Paolo Abeni <pabeni(a)redhat.com> wrote:
> On Mon, 2019-11-25 at 03:15 +0100, Florian Westphal wrote:
> > @@ -924,10 +924,17 @@ static void mptcp_close(struct sock *sk, long timeout)
> >  
> >  	list_for_each_entry_safe(subflow, tmp, &msk->conn_list, node) {
> >  		struct sock *ssk = mptcp_subflow_tcp_sock(subflow);
> > +		struct socket *sock = READ_ONCE(ssk->sk_socket);
> >  
> >  		pr_debug("conn_list->subflow=%p", subflow);
> >  		list_del(&subflow->node);
> > -		sock_release(ssk->sk_socket);
> > +
> > +		if (sock && sock != sk->sk_socket) {
> > +			sock_release(sock);
> 
> Double checking I read the above correctly: the condition 'sock && sock
> != sk->sk_socket' only for the first subflow of a client socket, right?
> If so, can we use the msk socket even for that one?

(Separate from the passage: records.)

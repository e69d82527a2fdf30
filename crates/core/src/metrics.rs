//! Prometheus metrics for core components.
//!
//! This module provides metrics for:
//! - Search lifecycle (submissions, outcomes, superseded completions)
//! - The discovery service gateway (request latency by result)

use once_cell::sync::Lazy;
use prometheus::{Histogram, HistogramOpts, HistogramVec, IntCounter, IntCounterVec, Opts};

// =============================================================================
// Search Lifecycle Metrics
// =============================================================================

/// Searches accepted by the session.
pub static SEARCHES_SUBMITTED: Lazy<IntCounter> = Lazy::new(|| {
    IntCounter::new(
        "leadfinder_searches_submitted_total",
        "Total searches submitted",
    )
    .unwrap()
});

/// Search completions applied to the session, by resulting status.
pub static SEARCH_OUTCOMES: Lazy<IntCounterVec> = Lazy::new(|| {
    IntCounterVec::new(
        Opts::new(
            "leadfinder_search_outcomes_total",
            "Total search completions by resulting status",
        ),
        &["status"], // "populated", "empty", "failed"
    )
    .unwrap()
});

/// Completions dropped because a newer search superseded them.
pub static STALE_COMPLETIONS: Lazy<IntCounter> = Lazy::new(|| {
    IntCounter::new(
        "leadfinder_stale_completions_total",
        "Search completions discarded because a newer search was pending",
    )
    .unwrap()
});

/// Leads received per applied search.
pub static LEADS_PER_SEARCH: Lazy<Histogram> = Lazy::new(|| {
    Histogram::with_opts(
        HistogramOpts::new(
            "leadfinder_leads_per_search",
            "Number of leads received per applied search",
        )
        .buckets(vec![0.0, 1.0, 5.0, 10.0, 25.0, 50.0, 100.0, 250.0]),
    )
    .unwrap()
});

// =============================================================================
// Gateway Metrics
// =============================================================================

/// Discovery service request duration in seconds.
pub static GATEWAY_REQUEST_DURATION: Lazy<HistogramVec> = Lazy::new(|| {
    HistogramVec::new(
        HistogramOpts::new(
            "leadfinder_gateway_request_duration_seconds",
            "Duration of lead discovery service requests",
        )
        .buckets(vec![0.5, 1.0, 2.5, 5.0, 10.0, 30.0, 60.0, 120.0, 300.0]),
        &["result"], // "ok", "not_found", "service_error", "network"
    )
    .unwrap()
});

/// All core metrics, for registration in a registry.
pub fn all_metrics() -> Vec<Box<dyn prometheus::core::Collector>> {
    vec![
        Box::new(SEARCHES_SUBMITTED.clone()),
        Box::new(SEARCH_OUTCOMES.clone()),
        Box::new(STALE_COMPLETIONS.clone()),
        Box::new(LEADS_PER_SEARCH.clone()),
        Box::new(GATEWAY_REQUEST_DURATION.clone()),
    ]
}

#[cfg(test)]
mod tests {
    use super::*;
    use prometheus::Registry;

    #[test]
    fn test_all_metrics_register() {
        let registry = Registry::new();
        for metric in all_metrics() {
            registry.register(metric).unwrap();
        }

        SEARCHES_SUBMITTED.inc();
        SEARCH_OUTCOMES.with_label_values(&["empty"]).inc();
        GATEWAY_REQUEST_DURATION
            .with_label_values(&["ok"])
            .observe(0.2);

        let names: Vec<String> = registry
            .gather()
            .iter()
            .map(|family| family.get_name().to_string())
            .collect();
        assert!(names.contains(&"leadfinder_searches_submitted_total".to_string()));
        assert!(names.contains(&"leadfinder_search_outcomes_total".to_string()));
        assert!(names.contains(&"leadfinder_gateway_request_duration_seconds".to_string()));
    }
}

No, its also for outgoing connections, we use in kernel sockets for
those.

> > @@ -1443,6 +1470,20 @@ static int mptcp_stream_accept(struct socket *sock, struct socket *newsock,
> >  		return -EINVAL;
> >  
> >  	err = ssock->ops->accept(sock, newsock, flags, kern);
> > +	if (err == 0 && (newsock->sk->sk_prot == &mptcp_prot ||
> > +			 is_mptcp_v6(newsock))) {
> 
> Is not clear to me why/how we can hit the condition '!(newsock->sk-
> >sk_prot == &mptcp_prot || is_mptcp_v6(newsock))' ... Can you please
> explain?

We will hit it when we get connection from non-mptcp peer, i.e. the
!mp_capable part of mptcp_accept().

In that case sk_prot is &tcp_prot.

It might make sense to change this to
    err == 0 && newsock->sk->sk_prot != &tcp_prot

perhaps that would clarify this a bit.  WDYT?